Segment Start: Recorded information

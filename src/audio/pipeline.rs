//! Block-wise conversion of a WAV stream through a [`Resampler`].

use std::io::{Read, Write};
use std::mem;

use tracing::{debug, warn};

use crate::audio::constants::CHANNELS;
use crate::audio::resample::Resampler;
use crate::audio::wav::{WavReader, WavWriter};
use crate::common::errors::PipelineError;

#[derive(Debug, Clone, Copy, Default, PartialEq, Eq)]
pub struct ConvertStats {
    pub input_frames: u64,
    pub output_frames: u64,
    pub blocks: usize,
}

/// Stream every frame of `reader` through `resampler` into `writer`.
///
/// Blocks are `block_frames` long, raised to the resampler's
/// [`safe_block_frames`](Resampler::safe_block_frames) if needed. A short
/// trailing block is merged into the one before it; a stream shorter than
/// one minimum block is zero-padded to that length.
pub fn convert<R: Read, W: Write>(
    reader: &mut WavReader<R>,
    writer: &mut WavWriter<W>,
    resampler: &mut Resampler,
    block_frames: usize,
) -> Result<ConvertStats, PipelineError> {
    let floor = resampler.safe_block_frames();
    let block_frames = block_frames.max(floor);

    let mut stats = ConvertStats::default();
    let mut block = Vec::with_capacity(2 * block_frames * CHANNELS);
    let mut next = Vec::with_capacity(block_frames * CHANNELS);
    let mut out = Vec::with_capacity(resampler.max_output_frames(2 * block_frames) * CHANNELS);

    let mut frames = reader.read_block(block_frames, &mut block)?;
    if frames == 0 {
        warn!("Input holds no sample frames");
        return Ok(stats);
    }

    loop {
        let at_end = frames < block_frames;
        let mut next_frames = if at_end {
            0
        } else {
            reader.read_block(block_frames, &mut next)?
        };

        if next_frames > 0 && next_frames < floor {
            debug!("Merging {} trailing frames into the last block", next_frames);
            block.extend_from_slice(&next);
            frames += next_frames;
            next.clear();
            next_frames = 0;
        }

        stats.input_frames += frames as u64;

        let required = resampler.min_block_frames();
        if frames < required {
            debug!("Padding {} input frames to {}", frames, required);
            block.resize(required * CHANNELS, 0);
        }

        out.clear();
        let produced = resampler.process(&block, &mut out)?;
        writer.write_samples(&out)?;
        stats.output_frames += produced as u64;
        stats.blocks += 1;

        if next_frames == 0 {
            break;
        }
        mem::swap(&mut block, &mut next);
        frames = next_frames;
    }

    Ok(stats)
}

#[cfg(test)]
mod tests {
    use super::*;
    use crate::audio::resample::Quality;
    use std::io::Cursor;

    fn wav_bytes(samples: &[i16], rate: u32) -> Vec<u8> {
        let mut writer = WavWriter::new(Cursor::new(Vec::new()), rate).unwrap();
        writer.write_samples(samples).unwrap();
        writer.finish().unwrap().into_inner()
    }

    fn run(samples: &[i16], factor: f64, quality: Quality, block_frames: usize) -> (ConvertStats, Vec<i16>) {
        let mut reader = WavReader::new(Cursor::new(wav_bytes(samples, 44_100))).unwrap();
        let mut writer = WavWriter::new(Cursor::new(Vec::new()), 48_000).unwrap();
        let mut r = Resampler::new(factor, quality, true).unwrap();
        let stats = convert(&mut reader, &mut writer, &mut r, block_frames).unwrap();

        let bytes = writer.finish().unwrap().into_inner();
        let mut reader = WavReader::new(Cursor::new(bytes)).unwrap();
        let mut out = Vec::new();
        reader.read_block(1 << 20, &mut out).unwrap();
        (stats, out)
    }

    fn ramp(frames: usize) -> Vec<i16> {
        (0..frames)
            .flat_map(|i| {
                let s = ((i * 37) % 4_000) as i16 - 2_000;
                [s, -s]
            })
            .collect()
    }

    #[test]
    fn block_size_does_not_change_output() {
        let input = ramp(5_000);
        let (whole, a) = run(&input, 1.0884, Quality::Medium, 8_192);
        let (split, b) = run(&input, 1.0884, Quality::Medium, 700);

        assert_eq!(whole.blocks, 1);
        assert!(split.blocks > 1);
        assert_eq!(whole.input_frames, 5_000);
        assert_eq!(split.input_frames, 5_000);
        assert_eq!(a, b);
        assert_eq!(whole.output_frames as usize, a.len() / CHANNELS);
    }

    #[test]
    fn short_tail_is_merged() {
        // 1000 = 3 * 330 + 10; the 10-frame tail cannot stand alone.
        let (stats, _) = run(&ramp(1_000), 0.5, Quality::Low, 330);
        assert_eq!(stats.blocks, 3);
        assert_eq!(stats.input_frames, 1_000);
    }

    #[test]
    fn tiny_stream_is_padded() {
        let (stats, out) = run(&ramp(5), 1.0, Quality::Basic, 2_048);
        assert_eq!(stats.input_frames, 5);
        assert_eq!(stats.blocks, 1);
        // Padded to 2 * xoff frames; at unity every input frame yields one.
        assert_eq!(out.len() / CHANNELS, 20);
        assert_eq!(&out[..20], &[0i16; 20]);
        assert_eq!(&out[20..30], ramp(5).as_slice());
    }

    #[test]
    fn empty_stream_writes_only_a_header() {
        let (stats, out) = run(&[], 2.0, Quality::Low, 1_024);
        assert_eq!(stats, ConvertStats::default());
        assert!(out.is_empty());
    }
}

Segment End: Recorded information

◆ **Work request**:
Every record must appear in the answer exactly as written.

◆ **Task result**:
filename src/audio/pipeline.rs
//! Block-wise conversion of a WAV stream through a [`Resampler`].

use std::io::{Read, Write};
use std::mem;

use tracing::{debug, warn};

use crate::audio::constants::CHANNELS;
use crate::audio::resample::Resampler;
use crate::audio::wav::{WavReader, WavWriter};
use crate::common::errors::PipelineError;

#[derive(Debug, Clone, Copy, Default, PartialEq, Eq)]
pub struct ConvertStats {
    pub input_frames: u64,
    pub output_frames: u64,
    pub blocks: usize,
}

/// Stream every frame of `reader` through `resampler` into `writer`.
///
/// Blocks are `block_frames` long, raised to the resampler's
/// [`safe_block_frames`](Resampler::safe_block_frames) if needed. A short
/// trailing block is merged into the one before it; a stream shorter than
/// one minimum block is zero-padded to that length.
pub fn convert<R: Read, W: Write>(
    reader: &mut WavReader<R>,
    writer: &mut WavWriter<W>,
    resampler: &mut Resampler,
    block_frames: usize,
) -> Result<ConvertStats, PipelineError> {
    let floor = resampler.safe_block_frames();
    let block_frames = block_frames.max(floor);

    let mut stats = ConvertStats::default();
    let mut block = Vec::with_capacity(2 * block_frames * CHANNELS);
    let mut next = Vec::with_capacity(block_frames * CHANNELS);
    let mut out = Vec::with_capacity(resampler.max_output_frames(2 * block_frames) * CHANNELS);

    let mut frames = reader.read_block(block_frames, &mut block)?;
    if frames == 0 {
        warn!("Input holds no sample frames");
        return Ok(stats);
    }

    loop {
        let at_end = frames < block_frames;
        let mut next_frames = if at_end {
            0
        } else {
            reader.read_block(block_frames, &mut next)?
        };

        if next_frames > 0 && next_frames < floor {
            debug!("Merging {} trailing frames into the last block", next_frames);
            block.extend_from_slice(&next);
            frames += next_frames;
            next.clear();
            next_frames = 0;
        }

        stats.input_frames += frames as u64;

        let required = resampler.min_block_frames();
        if frames < required {
            debug!("Padding {} input frames to {}", frames, required);
            block.resize(required * CHANNELS, 0);
        }

        out.clear();
        let produced = resampler.process(&block, &mut out)?;
        writer.write_samples(&out)?;
        stats.output_frames += produced as u64;
        stats.blocks += 1;

        if next_frames == 0 {
            break;
        }
        mem::swap(&mut block, &mut next);
        frames = next_frames;
    }

    Ok(stats)
}

#[cfg(test)]
mod tests {
    use super::*;
    use crate::audio::resample::Quality;
    use std::io::Cursor;

    fn wav_bytes(samples: &[i16], rate: u32) -> Vec<u8> {
        let mut writer = WavWriter::new(Cursor::new(Vec::new()), rate).unwrap();
        writer.write_samples(samples).unwrap();
        writer.finish().unwrap().into_inner()
    }

    fn run(samples: &[i16], factor: f64, quality: Quality, block_frames: usize) -> (ConvertStats, Vec<i16>) {
        let mut reader = WavReader::new(Cursor::new(wav_bytes(samples, 44_100))).unwrap();
        let mut writer = WavWriter::new(Cursor::new(Vec::new()), 48_000).unwrap();
        let mut r = Resampler::new(factor, quality, true).unwrap();
        let stats = convert(&mut reader, &mut writer, &mut r, block_frames).unwrap();

        let bytes = writer.finish().unwrap().into_inner();
        let mut reader = WavReader::new(Cursor::new(bytes)).unwrap();
        let mut out = Vec::new();
        reader.read_block(1 << 20, &mut out).unwrap();
        (stats, out)
    }

    fn ramp(frames: usize) -> Vec<i16> {
        (0..frames)
            .flat_map(|i| {
                let s = ((i * 37) % 4_000) as i16 - 2_000;
                [s, -s]
            })
            .collect()
    }

    #[test]
    fn block_size_does_not_change_output() {
        let input = ramp(5_000);
        let (whole, a) = run(&input, 1.0884, Quality::Medium, 8_192);
        let (split, b) = run(&input, 1.0884, Quality::Medium, 700);

        assert_eq!(whole.blocks, 1);
        assert!(split.blocks > 1);
        assert_eq!(whole.input_frames, 5_000);
        assert_eq!(split.input_frames, 5_000);
        assert_eq!(a, b);
        assert_eq!(whole.output_frames as usize, a.len() / CHANNELS);
    }

    #[test]
    fn short_tail_is_merged() {
        // 1000 = 3 * 330 + 10; the 10-frame tail cannot stand alone.
        let (stats, _) = run(&ramp(1_000), 0.5, Quality::Low, 330);
        assert_eq!(stats.blocks, 3);
        assert_eq!(stats.input_frames, 1_000);
    }

    #[test]
    fn tiny_stream_is_padded() {
        let (stats, out) = run(&ramp(5), 1.0, Quality::Basic, 2_048);
        assert_eq!(stats.input_frames, 5);
        assert_eq!(stats.blocks, 1);
        // Padded to 2 * xoff frames; at unity every input frame yields one.
        assert_eq!(out.len() / CHANNELS, 20);
        assert_eq!(&out[..20], &[0i16; 20]);
        assert_eq!(&out[20..30], ramp(5).as_slice());
    }

    #[test]
    fn empty_stream_writes_only_a_header() {
        let (stats, out) = run(&[], 2.0, Quality::Low, 1_024);
        assert_eq!(stats, ConvertStats::default());
        assert!(out.is_empty());
    }
}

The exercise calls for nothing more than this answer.